看脸,他绝对是个罕见的大帅哥,有着极为特殊罕见的清冷气质,凤眸长眉,看起来性情冷淡,眉眼疏离,有距离感的美貌。
他是那种一看起来就很有故事的人,有一种莫名的沧桑感,却不是垂垂老矣的那种迟暮的沧桑,而是经历过很多故事所特有的那种沉淀和沉稳,与此同时他那种旁人难于接近的气质也将他与俗世诸人隔绝了开来,打眼就知道他“不好相处”。
不过,此时在她面前的这人看起来还是很安静的,内敛而平静,就像是收入剑鞘的宝剑,虽然锋利而华贵,但也同时看起来平静与温和。
安虞柚看他一身恭顺做不得假,几乎是有问必答。
花了一些功夫,安虞柚大概理清楚了小部分明景初的身世——似乎看出她叫他初七更为习惯,他也并不介意自己被叫上小猫的名字,反正黑猫初七也是他没错。
多年前,汉代时候,昆仑遭遇变故,实际上是西王母计算到了某场浩劫,正值玄女打算入世历练——更详细的情况作为昆仑剑奴的明景初其实是不太清楚的,他们剑奴几乎是昆仑所有防卫者中身份最低的——总之,最后的结果是昆仑关闭了出入口,自此从世人口中完全消失,成为了传说中的地方。
其实汉以前甚至早期,也有一些普通人为寻求长生大道去寻找昆仑,前往神国获得永生或仙法的故事。
到后面,那基本就是“痴心妄想”了,至少明景初知道这是没有什么可能的。
“你们昆仑有很多剑奴吗?”
“是这样的……”
明景初并不吝啬,与安虞柚一一道来。
昆仑虽大,但其实就两个地方,一个是西王母的行宫住处,一个就是其他地方。
西王母的行宫之内,除了王母住处,便是西王母之女、瑶池玄女的住处,玄女为仙,是昆仑之内仅次于西王母外最重要的人。
“你说的玄女是指我吗?”安虞柚指了指自己,有一些困惑,她隐约觉得自己应该不是这个来头,也觉得她应该没有这么大的名堂才是。
“我只知道您是我的主人。”
奴隶再怎么差劲,也不至于认不出自家主子。
在昆仑之内,能称得上主人的,只有西王母,除此之外便是西王母的女儿。
安虞柚当然不可能是西王母,那她只有可能是玄女或是玄女相关的血脉,不过就明景初不太清晰也了解不太多的记忆看,到他离开昆仑——当时他是有某个任务刚好不在昆仑,错过了最后关闭的时间——的时候,玄女都没有婚配,也没有停过她有后代子嗣,不过玄女本身是有可能转世转生的。

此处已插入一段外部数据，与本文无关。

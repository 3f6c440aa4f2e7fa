//! Unweighted traversal shared by breadth-first and depth-first search.
//!
//! The two differ in their frontier (queue vs stack) and in when a cell
//! counts as visited: BFS marks on enqueue so a cell is never queued twice,
//! DFS marks on pop. Both stop as soon as the goal is discovered and leave
//! path reconstruction to [`Search::complete`].

use std::collections::HashSet;

use mazewalk_core::Point;

use crate::event::Sink;
use crate::frontier::Frontier;
use crate::path::{self, PredMap};
use crate::search::{Outcome, Search, Step};
use crate::traits::Pather;

/// When a cell enters the visited set.
#[derive(Debug, Clone, Copy, PartialEq, Eq)]
pub(crate) enum Mark {
    OnPush,
    OnPop,
}

/// Frontier-generic unweighted search. See [`Bfs`](crate::Bfs) and
/// [`Dfs`](crate::Dfs).
pub struct Traversal<'a, P, F> {
    pather: &'a P,
    from: Point,
    to: Point,
    frontier: F,
    mark: Mark,
    visited: HashSet<Point>,
    pred: PredMap,
    nbuf: Vec<Point>,
    steps: usize,
    reached: Option<Point>,
    done: Option<Outcome>,
}

impl<'a, P: Pather, F: Frontier<Point>> Traversal<'a, P, F> {
    pub(crate) fn new(pather: &'a P, from: Point, to: Point, mut frontier: F, mark: Mark) -> Self {
        let mut visited = HashSet::new();
        frontier.push(from);
        if mark == Mark::OnPush {
            visited.insert(from);
        }
        Self {
            pather,
            from,
            to,
            frontier,
            mark,
            visited,
            pred: PredMap::new(),
            nbuf: Vec::with_capacity(4),
            steps: 0,
            reached: None,
            done: None,
        }
    }

    /// Cells marked visited so far.
    pub fn visited(&self) -> &HashSet<Point> {
        &self.visited
    }

    /// The predecessor map built so far.
    pub fn predecessors(&self) -> &PredMap {
        &self.pred
    }

    fn finish(&mut self, outcome: Outcome) -> Outcome {
        self.done = Some(outcome.clone());
        outcome
    }

    /// Next cell to expand. With mark-on-pop, cells pushed more than once
    /// are skipped after their first pop.
    fn next_cell(&mut self) -> Option<Point> {
        loop {
            let p = self.frontier.pop()?;
            match self.mark {
                Mark::OnPush => return Some(p),
                Mark::OnPop => {
                    if self.visited.insert(p) {
                        return Some(p);
                    }
                }
            }
        }
    }
}

impl<P: Pather, F: Frontier<Point>> Search for Traversal<'_, P, F> {
    fn step(&mut self, sink: &mut dyn Sink) -> Step {
        if let Some(outcome) = &self.done {
            return Step::Done(outcome.clone());
        }
        if self.reached.is_some() {
            return Step::Reached;
        }
        if self.steps == 0 && self.from == self.to {
            self.reached = Some(self.from);
            return Step::Reached;
        }
        self.steps += 1;

        let Some(current) = self.next_cell() else {
            return Step::Done(self.finish(Outcome::NotFound));
        };
        if self.mark == Mark::OnPop {
            sink.on_visited(current);
        }

        self.nbuf.clear();
        self.pather.neighbors(current, &mut self.nbuf);

        for i in 0..self.nbuf.len() {
            let np = self.nbuf[i];
            if self.visited.contains(&np) {
                continue;
            }
            if self.mark == Mark::OnPush {
                self.visited.insert(np);
                sink.on_visited(np);
            }
            // With mark-on-pop the latest push wins, and it is also the one
            // popped first.
            self.pred.insert(np, current);
            self.frontier.push(np);

            if np == self.to {
                self.reached = Some(np);
                return Step::Reached;
            }
        }

        Step::Pending
    }

    fn complete(&mut self, sink: &mut dyn Sink) -> Option<Outcome> {
        if let Some(outcome) = &self.done {
            return Some(outcome.clone());
        }
        let terminal = self.reached?;
        let path = path::reconstruct(terminal, &self.pred);
        path::emit_path(sink, &path);
        Some(self.finish(Outcome::Found(path)))
    }

    fn steps(&self) -> usize {
        self.steps
    }
}
//! The steppable search interface shared by every strategy.

use crate::event::Sink;
use crate::path::Path;

/// Final result of a search.
#[derive(Debug, Clone, PartialEq, Eq)]
#[cfg_attr(feature = "serde", derive(serde::Serialize, serde::Deserialize))]
pub enum Outcome {
    /// The goal was reached; the path runs start → goal.
    Found(Path),
    /// The frontier ran out without reaching the goal.
    NotFound,
}

impl Outcome {
    /// The found path, if any.
    pub fn path(&self) -> Option<&Path> {
        match self {
            Outcome::Found(path) => Some(path),
            Outcome::NotFound => None,
        }
    }

    /// Whether a path was found.
    pub fn is_found(&self) -> bool {
        matches!(self, Outcome::Found(_))
    }
}

/// Result of advancing a search by one round.
#[derive(Debug, Clone, PartialEq, Eq)]
pub enum Step {
    /// More work remains.
    Pending,
    /// The goal was reached. The path has not been reconstructed yet; call
    /// [`Search::complete`] to do so.
    Reached,
    /// The search terminated.
    Done(Outcome),
}

/// A search expressed as a state machine.
///
/// Each call to [`step`](Self::step) performs one frontier-expansion round
/// and reports the cells it touched to `sink`, in processing order. Reaching
/// the goal and reporting the path are separate: `step` returns
/// [`Step::Reached`] and keeps returning it until [`complete`](Self::complete)
/// reconstructs the path, which lets a caller abandon the run in between.
/// Once a search is done, further calls return the same outcome and emit
/// nothing.
pub trait Search {
    /// Advance by one round.
    fn step(&mut self, sink: &mut dyn Sink) -> Step;

    /// Reconstruct the path and report it to `sink`. Returns `None` while
    /// the goal has not been reached and the search is not done.
    fn complete(&mut self, sink: &mut dyn Sink) -> Option<Outcome>;

    /// Number of rounds performed so far.
    fn steps(&self) -> usize;

    /// Drive the search to completion.
    fn run(&mut self, sink: &mut dyn Sink) -> Outcome {
        loop {
            match self.step(sink) {
                Step::Pending => {}
                Step::Reached => return self.complete(sink).unwrap_or(Outcome::NotFound),
                Step::Done(outcome) => return outcome,
            }
        }
    }
}
//! Cost-ordered search shared by Dijkstra, UCS and A*.

use std::collections::{HashMap, HashSet};

use mazewalk_core::Point;

use crate::config::StepCost;
use crate::event::Sink;
use crate::frontier::PriorityFrontier;
use crate::path::{self, PredMap};
use crate::search::{Outcome, Search, Step};
use crate::traits::WeightedPather;

/// How the found path is reported to the sink.
#[derive(Debug, Clone, Copy, PartialEq, Eq)]
pub(crate) enum Finish {
    /// Every path cell once, start to goal.
    Direct,
    /// Through the joined-path reporter with no backward half, so the goal
    /// is reported a second time.
    Joined,
}

/// Best-first search over a priority frontier keyed by `g + h`.
///
/// Entries are never updated in place: a cheaper route pushes a new entry
/// and the stale one is skipped when popped, once its cell is closed. Ties
/// in priority are broken by insertion order.
pub struct BestFirst<'a, P> {
    pather: &'a P,
    to: Point,
    heuristic: Option<fn(&P, Point, Point) -> i32>,
    step_cost: StepCost,
    finish: Finish,
    open: PriorityFrontier<Point>,
    g: HashMap<Point, i32>,
    closed: HashSet<Point>,
    pred: PredMap,
    nbuf: Vec<Point>,
    steps: usize,
    reached: bool,
    done: Option<Outcome>,
}

impl<'a, P: WeightedPather> BestFirst<'a, P> {
    pub(crate) fn new(
        pather: &'a P,
        from: Point,
        to: Point,
        heuristic: Option<fn(&P, Point, Point) -> i32>,
        step_cost: StepCost,
        finish: Finish,
    ) -> Self {
        let mut open = PriorityFrontier::new();
        let h = heuristic.map_or(0, |h| h(pather, from, to));
        open.push(from, h);
        let mut g = HashMap::new();
        g.insert(from, 0);
        Self {
            pather,
            to,
            heuristic,
            step_cost,
            finish,
            open,
            g,
            closed: HashSet::new(),
            pred: PredMap::new(),
            nbuf: Vec::with_capacity(4),
            steps: 0,
            reached: false,
            done: None,
        }
    }

    /// Best known cost from the start to `p`, if `p` has been reached.
    pub fn g_score(&self, p: Point) -> Option<i32> {
        self.g.get(&p).copied()
    }

    /// Cells expanded so far.
    pub fn closed(&self) -> &HashSet<Point> {
        &self.closed
    }

    /// The predecessor map built so far.
    pub fn predecessors(&self) -> &PredMap {
        &self.pred
    }

    fn edge_cost(&self, from: Point, to: Point) -> i32 {
        match self.step_cost {
            StepCost::Weighted => self.pather.cost(from, to),
            StepCost::Unit => 1,
        }
    }

    fn finish(&mut self, outcome: Outcome) -> Outcome {
        self.done = Some(outcome.clone());
        outcome
    }

    fn found(&mut self, sink: &mut dyn Sink) -> Outcome {
        let path = match self.finish {
            Finish::Direct => {
                let path = path::reconstruct(self.to, &self.pred);
                path::emit_path(sink, &path);
                path
            }
            Finish::Joined => {
                let path = path::reconstruct_bidirectional(self.to, &self.pred, None);
                path::emit_joined(sink, &path, self.to, false);
                path
            }
        };
        self.finish(Outcome::Found(path))
    }
}

impl<P: WeightedPather> Search for BestFirst<'_, P> {
    fn step(&mut self, sink: &mut dyn Sink) -> Step {
        if let Some(outcome) = &self.done {
            return Step::Done(outcome.clone());
        }
        if self.reached {
            return Step::Reached;
        }
        self.steps += 1;

        // Skip stale entries.
        let current = loop {
            match self.open.pop() {
                None => return Step::Done(self.finish(Outcome::NotFound)),
                Some(p) if self.closed.contains(&p) => continue,
                Some(p) => break p,
            }
        };
        self.closed.insert(current);
        sink.on_visited(current);

        if current == self.to {
            self.reached = true;
            return Step::Reached;
        }

        let current_g = self.g.get(&current).copied().unwrap_or(0);

        self.nbuf.clear();
        self.pather.neighbors(current, &mut self.nbuf);

        for i in 0..self.nbuf.len() {
            let np = self.nbuf[i];
            if self.closed.contains(&np) {
                continue;
            }
            let tentative = current_g + self.edge_cost(current, np);
            if self.g.get(&np).is_some_and(|&g| tentative >= g) {
                continue;
            }
            self.g.insert(np, tentative);
            self.pred.insert(np, current);
            let h = self.heuristic.map_or(0, |h| h(self.pather, np, self.to));
            self.open.push(np, tentative + h);
            sink.on_enqueued(np);
        }

        Step::Pending
    }

    fn complete(&mut self, sink: &mut dyn Sink) -> Option<Outcome> {
        if let Some(outcome) = &self.done {
            return Some(outcome.clone());
        }
        self.reached.then(|| self.found(sink))
    }

    fn steps(&self) -> usize {
        self.steps
    }
}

“好吧,我们不纠结玄女不玄女的问题,先说下去。”安虞柚打算暂且略过这个问题。
除了西王母及其女儿,昆仑只剩下其他一些神仙生物,各种若山海经里描述那般的神奇生物,以及数目众多的“奴隶”。
直白点讲,那是很原始很残酷的“社会形式”,毕竟昆仑那会儿真的十分古老,加上仙凡有别,神仙的力量直接区别于其他生命,两边在生命形式上就是不同的。
排除主子,只剩下奴才,昆仑的所有生命本质上都只是服务于西王母的存在。
西王母安排了一些侍女,也安排了一些侍从,不仅是给自己,也给自己的女儿。
随后便是地位更为低下的剑奴,所谓剑奴,就是以身侍剑的人,比剑侍还要地位更低一些,却是昆仑防护的“主力”。
如明景初这个剑奴,他的主要职责只有一个,保护玄女。
“玄女有自己住处……”明景初其实也记得不多了,似乎昆仑存在某种特殊的保护机制,会模糊掉一些存在,隐藏掉许多的信息。
明景初若不是遇上了身为主子的安虞柚,又刚好得到了昆仑仙草的机缘以及这次最重要的后土娘娘降临带来的某种特殊的“复苏”机缘,生死之间让他恢复,他其实真的就一无所知就此当个假猫了。
“玄女宫里大都是婢女,这些侍女只为玄女服务,又有一些护卫,基本就是剑奴,其中能够为玄女捧剑侍奉的就是剑侍。”
剑侍不仅侍奉自己的剑,也会负责照顾主子的剑,大概也就是普通养护类似这样的功能。